GIVEN ENTRIES:
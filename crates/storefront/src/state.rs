//! Application state shared across handlers.

use std::sync::Arc;

use crate::catalog::{Catalog, CatalogError, CatalogStore};
use crate::config::StorefrontConfig;

/// Application state shared across all handlers.
///
/// This struct is cheaply cloneable via `Arc` and provides access to the
/// configuration and the catalog.
#[derive(Clone)]
pub struct AppState {
    inner: Arc<AppStateInner>,
}

struct AppStateInner {
    config: StorefrontConfig,
    catalog: CatalogStore,
}

impl AppState {
    /// Create application state with a pending catalog.
    ///
    /// Call [`CatalogStore::warm_async`] on [`Self::catalog`] to start loading.
    ///
    /// # Errors
    ///
    /// Returns an error if the configured fixture cannot be loaded.
    pub fn new(config: StorefrontConfig) -> Result<Self, CatalogError> {
        let catalog = CatalogStore::new(Catalog::from_config(&config)?);
        Ok(Self::with_catalog(config, catalog))
    }

    /// Create application state around an existing catalog store.
    #[must_use]
    pub fn with_catalog(config: StorefrontConfig, catalog: CatalogStore) -> Self {
        Self {
            inner: Arc::new(AppStateInner { config, catalog }),
        }
    }

    /// Get a reference to the storefront configuration.
    #[must_use]
    pub fn config(&self) -> &StorefrontConfig {
        &self.inner.config
    }

    /// Get a reference to the catalog store.
    #[must_use]
    pub fn catalog(&self) -> &CatalogStore {
        &self.inner.catalog
    }
}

WHAT THE EXERCISE ASKS:
Where the word "CatalogError" shows up in a line of the entries above, copy that line.

ANSWER BELOW:
use crate::catalog::{Catalog, CatalogError, CatalogStore};
    pub fn new(config: StorefrontConfig) -> Result<Self, CatalogError> {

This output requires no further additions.